■ **Dataset records**:
# # #

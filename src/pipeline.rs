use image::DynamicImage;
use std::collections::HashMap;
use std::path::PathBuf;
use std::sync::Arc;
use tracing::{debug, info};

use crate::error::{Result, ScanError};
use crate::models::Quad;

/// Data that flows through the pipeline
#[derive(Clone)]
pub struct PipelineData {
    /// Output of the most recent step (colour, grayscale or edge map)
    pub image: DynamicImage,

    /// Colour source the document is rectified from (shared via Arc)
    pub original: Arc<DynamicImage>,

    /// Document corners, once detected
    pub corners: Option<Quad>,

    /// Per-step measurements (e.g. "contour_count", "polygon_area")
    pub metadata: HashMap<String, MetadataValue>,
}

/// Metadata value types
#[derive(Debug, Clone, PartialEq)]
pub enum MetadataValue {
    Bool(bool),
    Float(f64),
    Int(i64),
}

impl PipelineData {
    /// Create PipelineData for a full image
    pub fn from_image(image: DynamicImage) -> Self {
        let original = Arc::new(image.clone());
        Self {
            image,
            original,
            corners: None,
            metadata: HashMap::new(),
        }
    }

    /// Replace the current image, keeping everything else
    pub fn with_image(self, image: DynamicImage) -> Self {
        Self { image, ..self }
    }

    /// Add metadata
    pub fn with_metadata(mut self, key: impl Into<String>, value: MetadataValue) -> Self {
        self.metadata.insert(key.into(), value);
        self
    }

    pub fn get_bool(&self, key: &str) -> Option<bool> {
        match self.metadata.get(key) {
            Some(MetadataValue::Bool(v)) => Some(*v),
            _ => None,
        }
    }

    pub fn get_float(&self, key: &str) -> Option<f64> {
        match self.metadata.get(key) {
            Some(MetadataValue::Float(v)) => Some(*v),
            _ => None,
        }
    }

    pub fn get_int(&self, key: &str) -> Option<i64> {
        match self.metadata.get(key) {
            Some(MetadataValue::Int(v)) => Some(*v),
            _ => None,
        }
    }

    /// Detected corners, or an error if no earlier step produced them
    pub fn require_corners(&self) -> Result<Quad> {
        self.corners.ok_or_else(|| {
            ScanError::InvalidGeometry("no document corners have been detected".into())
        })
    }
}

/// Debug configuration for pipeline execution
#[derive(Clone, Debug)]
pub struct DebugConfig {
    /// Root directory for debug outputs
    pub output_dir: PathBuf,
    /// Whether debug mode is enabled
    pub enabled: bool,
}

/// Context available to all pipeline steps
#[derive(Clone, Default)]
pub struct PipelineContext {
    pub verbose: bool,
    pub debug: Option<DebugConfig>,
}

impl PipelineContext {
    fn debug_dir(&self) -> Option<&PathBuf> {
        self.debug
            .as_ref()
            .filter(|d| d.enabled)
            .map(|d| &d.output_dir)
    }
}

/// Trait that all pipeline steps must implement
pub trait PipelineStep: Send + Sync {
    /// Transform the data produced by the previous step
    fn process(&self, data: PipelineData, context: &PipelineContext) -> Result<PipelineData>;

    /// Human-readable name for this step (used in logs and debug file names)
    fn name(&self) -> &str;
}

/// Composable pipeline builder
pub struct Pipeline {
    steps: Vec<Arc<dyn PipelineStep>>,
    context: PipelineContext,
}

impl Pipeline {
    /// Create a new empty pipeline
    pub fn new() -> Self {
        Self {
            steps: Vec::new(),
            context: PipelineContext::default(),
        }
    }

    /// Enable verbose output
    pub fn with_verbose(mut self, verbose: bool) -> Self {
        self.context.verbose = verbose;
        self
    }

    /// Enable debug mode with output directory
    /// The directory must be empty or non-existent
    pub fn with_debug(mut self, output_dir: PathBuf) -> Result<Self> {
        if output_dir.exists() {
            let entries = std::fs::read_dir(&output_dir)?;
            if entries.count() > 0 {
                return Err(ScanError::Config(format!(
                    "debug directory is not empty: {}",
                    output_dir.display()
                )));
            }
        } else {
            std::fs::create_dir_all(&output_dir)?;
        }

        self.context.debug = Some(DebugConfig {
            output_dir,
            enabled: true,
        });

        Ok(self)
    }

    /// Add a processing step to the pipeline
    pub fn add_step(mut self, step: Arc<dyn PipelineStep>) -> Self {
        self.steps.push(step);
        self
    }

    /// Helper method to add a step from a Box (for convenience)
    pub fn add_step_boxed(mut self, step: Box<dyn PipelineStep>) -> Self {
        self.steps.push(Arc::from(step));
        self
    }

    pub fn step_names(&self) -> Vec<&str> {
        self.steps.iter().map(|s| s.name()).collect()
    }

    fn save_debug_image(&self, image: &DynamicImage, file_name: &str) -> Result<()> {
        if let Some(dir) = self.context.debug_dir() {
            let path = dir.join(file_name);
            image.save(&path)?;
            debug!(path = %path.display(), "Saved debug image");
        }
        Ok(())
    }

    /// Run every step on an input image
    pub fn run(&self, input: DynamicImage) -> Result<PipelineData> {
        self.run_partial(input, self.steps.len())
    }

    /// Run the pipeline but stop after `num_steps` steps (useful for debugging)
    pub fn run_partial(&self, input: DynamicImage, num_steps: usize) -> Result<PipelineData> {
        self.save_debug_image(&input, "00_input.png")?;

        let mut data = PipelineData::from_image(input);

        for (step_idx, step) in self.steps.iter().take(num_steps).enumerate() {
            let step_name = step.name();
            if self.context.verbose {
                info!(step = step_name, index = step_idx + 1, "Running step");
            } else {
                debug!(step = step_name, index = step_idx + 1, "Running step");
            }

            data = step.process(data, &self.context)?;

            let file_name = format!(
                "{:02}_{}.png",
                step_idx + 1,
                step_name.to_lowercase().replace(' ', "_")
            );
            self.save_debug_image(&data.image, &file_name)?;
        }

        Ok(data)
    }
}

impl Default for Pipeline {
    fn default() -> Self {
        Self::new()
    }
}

# # #

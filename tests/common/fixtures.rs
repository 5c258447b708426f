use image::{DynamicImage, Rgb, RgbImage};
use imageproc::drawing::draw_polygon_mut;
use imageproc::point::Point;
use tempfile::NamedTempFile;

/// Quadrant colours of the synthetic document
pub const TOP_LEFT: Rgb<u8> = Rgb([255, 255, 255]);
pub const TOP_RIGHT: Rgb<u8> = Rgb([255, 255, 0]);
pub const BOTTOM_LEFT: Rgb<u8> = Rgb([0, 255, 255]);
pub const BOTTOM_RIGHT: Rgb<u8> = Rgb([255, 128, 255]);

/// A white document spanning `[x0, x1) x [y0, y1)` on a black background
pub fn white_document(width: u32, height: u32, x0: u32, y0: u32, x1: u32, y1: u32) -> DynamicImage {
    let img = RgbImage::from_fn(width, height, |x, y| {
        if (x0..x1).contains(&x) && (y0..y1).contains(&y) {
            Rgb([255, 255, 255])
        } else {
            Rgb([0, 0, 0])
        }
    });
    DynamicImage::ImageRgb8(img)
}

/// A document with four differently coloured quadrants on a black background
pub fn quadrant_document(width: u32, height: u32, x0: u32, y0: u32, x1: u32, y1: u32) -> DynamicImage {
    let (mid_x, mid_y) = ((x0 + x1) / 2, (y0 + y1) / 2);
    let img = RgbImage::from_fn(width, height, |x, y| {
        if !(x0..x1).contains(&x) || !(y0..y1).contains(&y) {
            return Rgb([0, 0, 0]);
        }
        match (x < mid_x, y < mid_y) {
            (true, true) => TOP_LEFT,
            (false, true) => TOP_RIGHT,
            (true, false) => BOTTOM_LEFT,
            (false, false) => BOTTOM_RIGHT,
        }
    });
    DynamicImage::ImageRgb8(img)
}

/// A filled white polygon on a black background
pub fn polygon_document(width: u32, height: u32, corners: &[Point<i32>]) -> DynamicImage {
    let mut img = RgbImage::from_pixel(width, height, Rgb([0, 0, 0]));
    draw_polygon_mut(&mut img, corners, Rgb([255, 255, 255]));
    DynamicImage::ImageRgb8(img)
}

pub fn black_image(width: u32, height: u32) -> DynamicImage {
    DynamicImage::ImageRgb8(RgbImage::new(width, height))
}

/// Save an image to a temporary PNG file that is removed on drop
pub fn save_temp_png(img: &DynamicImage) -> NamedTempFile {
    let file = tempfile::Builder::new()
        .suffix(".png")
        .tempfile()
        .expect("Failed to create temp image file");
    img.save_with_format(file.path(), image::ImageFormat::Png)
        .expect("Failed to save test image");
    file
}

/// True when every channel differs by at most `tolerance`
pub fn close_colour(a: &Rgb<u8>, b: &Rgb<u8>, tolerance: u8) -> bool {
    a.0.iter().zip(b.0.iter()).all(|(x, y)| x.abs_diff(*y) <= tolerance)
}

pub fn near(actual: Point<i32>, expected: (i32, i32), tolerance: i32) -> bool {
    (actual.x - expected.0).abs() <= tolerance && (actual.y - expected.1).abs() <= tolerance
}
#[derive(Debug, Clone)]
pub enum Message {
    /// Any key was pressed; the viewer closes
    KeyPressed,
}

# # #

Count every line above that includes the string "info", and answer with the count only.

2